Naturally, this immediately called the powerful works council and the trade union into action. The head of the Volkswagen Works Council, Daniela Cavallo, immediately went on the offensive. The plans are "an attack on our jobs, sites and collective agreements", she explained in a special edition of the Works Council newspaper. "We will fiercely defend ourselves against this," said Cavallo. "With me, there will be no VW site closures!" Thorsten Gröger, IG Metall district manager for Lower Saxony, spoke of an "irresponsible plan" that "shakes the foundations of Volkswagen".
Head of the Works Council Daniela Cavallo
But what exactly is going on in Wolfsburg?
At the end of 2023, Volkswagen adopted an extensive cost-cutting programme to increase the profitability of the core VW brand. Despite these measures, it was recently announced that the targets set could not be achieved. This led to discussions about compulsory redundancies and plant closures, which are not easy to implement due to the strong employee representation and the involvement of the state of Lower Saxony as a shareholder.
Both sides are aware that not all proposals can be realised. Nevertheless, it is clear that changes are necessary. However, it is also clear that the crisis cannot be blamed unilaterally on "the combustion engines" or "the electric cars".
The VW Group headquarters in Wolfsburg
VW builds too many cars
A central problem is the overcapacity in the plants. Volkswagen is currently unable to sell up to 500,000 cars per year. Sales in China, one of VW's most important markets, are weakening, and in Europe there is a reluctance to make expensive purchases. This is leading to under-utilisation of the plants, which means various unattractive options for the management.

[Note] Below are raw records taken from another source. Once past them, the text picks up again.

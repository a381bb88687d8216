//! Error types for model construction.

use rmpc_core::CoreError;
use thiserror::Error;

/// Errors raised while building or evaluating a dynamics model.
#[derive(Error, Debug, Clone, PartialEq)]
pub enum ModelError {
    #[error("Model is frozen: cannot {operation} after finalize")]
    FrozenModel { operation: &'static str },

    #[error("Model is incomplete: {what}")]
    IncompleteModel { what: String },

    #[error("Model is not finalized")]
    NotFinalized,

    #[error("Duplicate variable name: {name}")]
    DuplicateName { name: String },

    #[error("Dynamics already assigned for state {state}")]
    DuplicateDynamics { state: String },

    #[error("Unknown {what} handle (index={index}, len={len})")]
    UnknownHandle {
        what: &'static str,
        index: usize,
        len: usize,
    },

    #[error(transparent)]
    Core(#[from] CoreError),
}

pub type ModelResult<T> = Result<T, ModelError>;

One option would be to reduce production or temporarily shut down plants. Another would be to produce the cars anyway and push them onto the market at a loss, which would further reduce the already low return and lower resale values.
Weakening electric market
The electric car business poses a further challenge. After the emissions scandal nine years ago, Volkswagen made a fundamental change and launched a battery-electric platform on the market. However, the first models were introduced too early, which permanently damaged the reputation of the ID models. In particular, the ID.3 before the facelift was considered cheap on the inside (similar to the Golf 8) and had a very arbitrary design. The current VW Head of Design, Andreas Mindt, is to restore more familiar shapes with a touch of nostalgia.

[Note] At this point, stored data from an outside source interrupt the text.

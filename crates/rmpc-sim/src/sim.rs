//! Plant simulator: one sampling period per call.

use crate::error::{SimError, SimResult};
use crate::integrator::{Dopri5, ForwardEuler, Integrator, RK4};
use crate::model::ModelRhs;
use rmpc_core::Real;
use rmpc_model::{Model, ModelKind};
use serde::{Deserialize, Serialize};
use std::sync::Arc;
use tracing::{trace, warn};

/// Integrator selection for the simulator.
#[derive(Clone, Copy, Debug, Default, PartialEq, Eq, Serialize, Deserialize)]
#[serde(rename_all = "snake_case")]
pub enum IntegratorType {
    /// Adaptive Dormand-Prince 5(4) (default).
    #[default]
    Dopri5,
    /// 4th-order Runge-Kutta with fixed sub-steps.
    Rk4,
    /// Forward Euler with fixed sub-steps.
    ForwardEuler,
}

/// Options for the simulator.
#[derive(Clone, Debug, PartialEq, Serialize, Deserialize)]
#[serde(default)]
pub struct SimulatorSettings {
    /// Sampling period (seconds)
    pub t_step: Real,
    pub integrator: IntegratorType,
    /// Absolute tolerance (adaptive integrator)
    pub abs_tol: Real,
    /// Relative tolerance (adaptive integrator)
    pub rel_tol: Real,
    /// Fixed sub-steps per sampling period (RK4, forward Euler)
    pub substeps: usize,
    /// Maximum adaptive steps per sampling period (safety limit)
    pub max_steps: usize,
}

impl Default for SimulatorSettings {
    fn default() -> Self {
        Self {
            t_step: 1.0,
            integrator: IntegratorType::default(),
            abs_tol: 1e-10,
            rel_tol: 1e-8,
            substeps: 10,
            max_steps: 100_000,
        }
    }
}

impl SimulatorSettings {
    pub fn validate(&self) -> SimResult<()> {
        let invalid = |what: &str| {
            Err(SimError::InvalidArg {
                what: what.to_string(),
            })
        };
        if !(self.t_step.is_finite() && self.t_step > 0.0) {
            return invalid("t_step must be positive");
        }
        if !(self.abs_tol > 0.0 && self.rel_tol >= 0.0) {
            return invalid("tolerances must be positive");
        }
        if self.substeps == 0 {
            return invalid("substeps must be positive");
        }
        if self.max_steps == 0 {
            return invalid("max_steps must be positive");
        }
        Ok(())
    }
}

/// Simulates the true plant under a chosen parameter realization.
pub struct Simulator {
    model: Arc<Model>,
    settings: SimulatorSettings,
    t: Real,
    x: Option<Vec<Real>>,
}

impl Simulator {
    pub fn new(model: Arc<Model>, settings: SimulatorSettings) -> SimResult<Self> {
        if !model.is_finalized() {
            return Err(SimError::InvalidArg {
                what: "simulator needs a finalized model".to_string(),
            });
        }
        settings.validate()?;
        Ok(Self {
            model,
            settings,
            t: 0.0,
            x: None,
        })
    }

    pub fn settings(&self) -> &SimulatorSettings {
        &self.settings
    }

    /// Set the state and reset the clock to zero.
    pub fn set_initial_state(&mut self, x0: Vec<Real>) -> SimResult<()> {
        if x0.len() != self.model.n_x() {
            return Err(SimError::InvalidArg {
                what: format!(
                    "initial state has {} entries, model has {} states",
                    x0.len(),
                    self.model.n_x()
                ),
            });
        }
        if x0.iter().any(|v| !v.is_finite()) {
            return Err(SimError::InvalidArg {
                what: "initial state must be finite".to_string(),
            });
        }
        self.t = 0.0;
        self.x = Some(x0);
        Ok(())
    }

    pub fn time(&self) -> Real {
        self.t
    }

    pub fn state(&self) -> Option<&[Real]> {
        self.x.as_deref()
    }

    /// Advance one sampling period with input `u` held constant and
    /// parameters `p_fun(t_now)`, evaluated once at the start of the period.
    ///
    /// Returns the measured output (the full state).
    pub fn make_step(&mut self, u: &[Real], p_fun: &dyn Fn(Real) -> Vec<Real>) -> SimResult<Vec<Real>> {
        let x = self.x.as_deref().ok_or(SimError::NotInitialized)?;
        let p = p_fun(self.t);
        if p.len() != self.model.n_p() {
            return Err(SimError::InvalidArg {
                what: format!(
                    "p_fun returned {} values, model has {} parameters",
                    p.len(),
                    self.model.n_p()
                ),
            });
        }

        let s = &self.settings;
        let next = match self.model.kind() {
            ModelKind::Discrete => self.model.rhs(x, u, &p)?,
            ModelKind::Continuous => {
                let mut rhs = ModelRhs {
                    model: &self.model,
                    u,
                    p: &p,
                };
                match s.integrator {
                    IntegratorType::Dopri5 => Dopri5 {
                        abs_tol: s.abs_tol,
                        rel_tol: s.rel_tol,
                        max_steps: s.max_steps,
                        ..Dopri5::default()
                    }
                    .integrate(&mut rhs, self.t, x, s.t_step)?,
                    IntegratorType::Rk4 => fixed_steps(&RK4, &mut rhs, self.t, x, s)?,
                    IntegratorType::ForwardEuler => {
                        fixed_steps(&ForwardEuler, &mut rhs, self.t, x, s)?
                    }
                }
            }
        };

        if next.iter().any(|v| !v.is_finite()) {
            warn!(t = self.t, "plant state became non-finite");
            return Err(SimError::Integration {
                t: self.t,
                what: "non-finite state".to_string(),
            });
        }
        self.t += self.settings.t_step;
        trace!(t = self.t, "plant advanced");
        self.x = Some(next.clone());
        Ok(next)
    }
}

fn fixed_steps<I: Integrator>(
    integrator: &I,
    rhs: &mut ModelRhs<'_>,
    t0: Real,
    x0: &[Real],
    s: &SimulatorSettings,
) -> SimResult<Vec<Real>> {
    let dt = s.t_step / s.substeps as Real;
    let mut x = x0.to_vec();
    for i in 0..s.substeps {
        x = integrator.step(rhs, t0 + i as Real * dt, &x, dt)?;
    }
    Ok(x)
}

Although the worst problems have now been resolved, the focus on electric cars initiated by former Group CEO Herbert Diess has not yet paid off. Demand collapsed after the end of state support, which shows that reliable framework conditions are necessary.
Weak return on sales
Another problem is the low return on sales. In the Tagesthemen news programme on 4 September, it was reported that Volkswagen only achieves a return on sales of one percent in some cases. This is not only low compared to the competition, but also considerably restricts the company's economic room for manoeuvre. It lacks the money for necessary investments and the flexibility to react to market changes. One example of this is the discontinuation of state purchase subsidies for electric cars in Germany at the end of 2023, which led to a slump in demand.
China is becoming a problem
In China, one of Volkswagen's most important markets, the company is also experiencing difficulties. Although Volkswagen still plays a significant role there, its market share is shrinking. The share of electric cars in China has risen sharply in recent years, and Volkswagen is struggling to cater to the tastes of Chinese customers. Chinese brands have caught up massively in this area. In addition, the Communist Party supports the domestic car industry, which makes competition more difficult for foreign manufacturers.

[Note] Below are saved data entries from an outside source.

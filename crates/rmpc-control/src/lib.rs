//! Receding-horizon robust MPC controller.
//!
//! [`MpcController`] is configured (uncertain realizations, objective,
//! bounds, path constraints), then [`setup`](MpcController::setup) builds
//! the scenario tree and NLP structure once. Every
//! [`make_step`](MpcController::make_step) solves the NLP from the current
//! state with a shifted warm start and returns the first-stage input, or
//! surfaces infeasibility according to the configured
//! [`InfeasibilityPolicy`].

pub mod controller;
pub mod error;
pub mod settings;

pub use controller::{MpcController, Phase, StepOutcome};
pub use error::{ControlError, ControlResult};
pub use settings::{InfeasibilityPolicy, MpcSettings};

In order to overcome these challenges, Volkswagen will have to embark on a tough cost-cutting programme, which will also be painful for the workforce. The company can hope that the economy will pick up again next year, but the stricter EU fleet limits from 2025 will literally force manufacturers to approve highly electrified vehicles at all costs.
According to calculations by Automobilwoche, VW would have to reduce petrol car sales in Europe by 14 per cent, but at the same time register 15 per cent more pure electric cars in order to comply with the 94 g/km limit. Otherwise, there is a risk of high fines per vehicle.
There are also other problems. Although the software in the vehicles has improved, VW is still finding it difficult to compete with rivals such as Android Automotive. In addition, Volkswagen must also succeed with electric cars in China. If this does not succeed, all other endeavours will be in vain.
The question remains as to what the powerful works council and the trade union will do now. Protests and even strikes are to be expected, which in turn could stand in the way of consolidating the brand. However, the employees' representatives cannot and will not simply accept these cost-cutting plans. It remains exciting in Wolfburg.